Como mais vale um pássaro na mão que talicoisa, apalavrámos esse. E entretanto apareceu um outro, com uma divisão só, mais cozinha e casa de banho, que tinha o privilégio de uma vista sobre o rio Penac, a cidade (feiosa) na outra banda, o centro cultural les Capucins e um estaleiro portuário militar. Em termos de menina estás à janela: um fartote. E virado a sudeste, promessa de pequenos-almoços soalheiros.
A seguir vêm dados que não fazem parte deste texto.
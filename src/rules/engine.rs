//! Game trait for game implementations.
//!
//! Games implement `Game` to define their rules:
//! - What actions are legal
//! - How actions modify state
//! - Win/loss conditions

use std::fmt::{Debug, Display};

use crate::core::PlayerId;
use crate::error::{Error, Result};

/// Classification of a position.
#[derive(Clone, Copy, Debug, PartialEq, Eq)]
pub enum Outcome {
    /// Moves remain.
    InProgress,
    /// The game ended with a winner.
    Win(PlayerId),
    /// The game ended without a winner.
    Draw,
}

impl Outcome {
    /// The finished result, or `None` while in progress.
    #[must_use]
    pub fn result(self) -> Option<GameResult> {
        match self {
            Outcome::InProgress => None,
            Outcome::Win(player) => Some(GameResult::Winner(player)),
            Outcome::Draw => Some(GameResult::Draw),
        }
    }
}

/// Result of a completed game.
#[derive(Clone, Copy, Debug, PartialEq, Eq)]
pub enum GameResult {
    /// Single winner.
    Winner(PlayerId),
    /// Draw (no winner).
    Draw,
}

impl GameResult {
    /// Check if a player won.
    #[must_use]
    pub fn is_winner(&self, player: PlayerId) -> bool {
        matches!(self, GameResult::Winner(p) if *p == player)
    }

    /// Winner code used in simulation records: `1`, `-1`, or `0` for a draw.
    #[must_use]
    pub fn code(&self) -> i8 {
        match self {
            GameResult::Winner(player) => player.sign(),
            GameResult::Draw => 0,
        }
    }

    /// Signed utility from `PlayerId::First`'s point of view.
    #[must_use]
    pub fn utility(&self) -> f64 {
        f64::from(self.code())
    }
}

/// Game trait.
///
/// A value implementing `Game` is one position of a two-player, zero-sum,
/// perfect-information game together with the player to move. `Clone` is
/// the copy operation: clones share nothing mutable with the original.
///
/// ## Implementation Notes
///
/// - `actions`: empty if and only if the position is terminal; the order
///   must be stable for a given position
/// - `next`: must reject illegal actions without modifying `self`, and must
///   flip `current_player` on success
/// - `outcome`: `InProgress` until no more moves are possible
pub trait Game: Clone + Display {
    /// A move in this game.
    type Action: Clone + Debug + Display + PartialEq;

    /// Name used in logs and simulation records.
    fn name(&self) -> &'static str;

    /// The player to move.
    fn current_player(&self) -> PlayerId;

    /// All legal actions in the current position.
    fn actions(&self) -> Vec<Self::Action>;

    /// Apply an action in place.
    ///
    /// Returns `Error::InvalidAction` if the action is not legal here.
    fn next(&mut self, action: &Self::Action) -> Result<()>;

    /// Classify the current position.
    fn outcome(&self) -> Outcome;

    /// Construction parameter worth recording, if any.
    fn parameter(&self) -> Option<u32> {
        None
    }

    // === Convenience Methods ===

    /// Check if the game is over.
    fn is_terminal(&self) -> bool {
        self.outcome() != Outcome::InProgress
    }

    /// The position after `action`, leaving `self` untouched.
    fn successor(&self, action: &Self::Action) -> Result<Self> {
        let mut next = self.clone();
        next.next(action)?;
        Ok(next)
    }

    /// Signed utility of a terminal position: `1.0`, `-1.0`, or `0.0`.
    fn utility(&self) -> Result<f64> {
        self.winner()
            .map(|result| result.utility())
            .ok_or(Error::NotTerminal)
    }

    /// The finished result, `None` while the game continues.
    fn winner(&self) -> Option<GameResult> {
        self.outcome().result()
    }
}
Optámos por este, e lutei como uma leoa para o conquistar. Quando telefonei havia mais de dez inscritos para a visita no sábado em que estávamos em Concarneau, e o senhorio disse-me que se não houvesse ninguém com o perfil adequado me contactava na segunda-feira. Pois, pois. Escrevi-lhe uma mensagem de fazer chorar as pedras, e disse-lhe que de bom grado viria de Concarneau de propósito para a visita no sábado. O que não lhe disse foi que uma viagem de uma hora é algo normal para ir de A para B em Berlim, pelo que não estava a fazer nada realmente fora do habitual.

E ainda bem que não lhe disse, porque a minha mensagem o deixou muito impressionado. Em suma: habemus cubiculum in Brest. A partir de fins de Março.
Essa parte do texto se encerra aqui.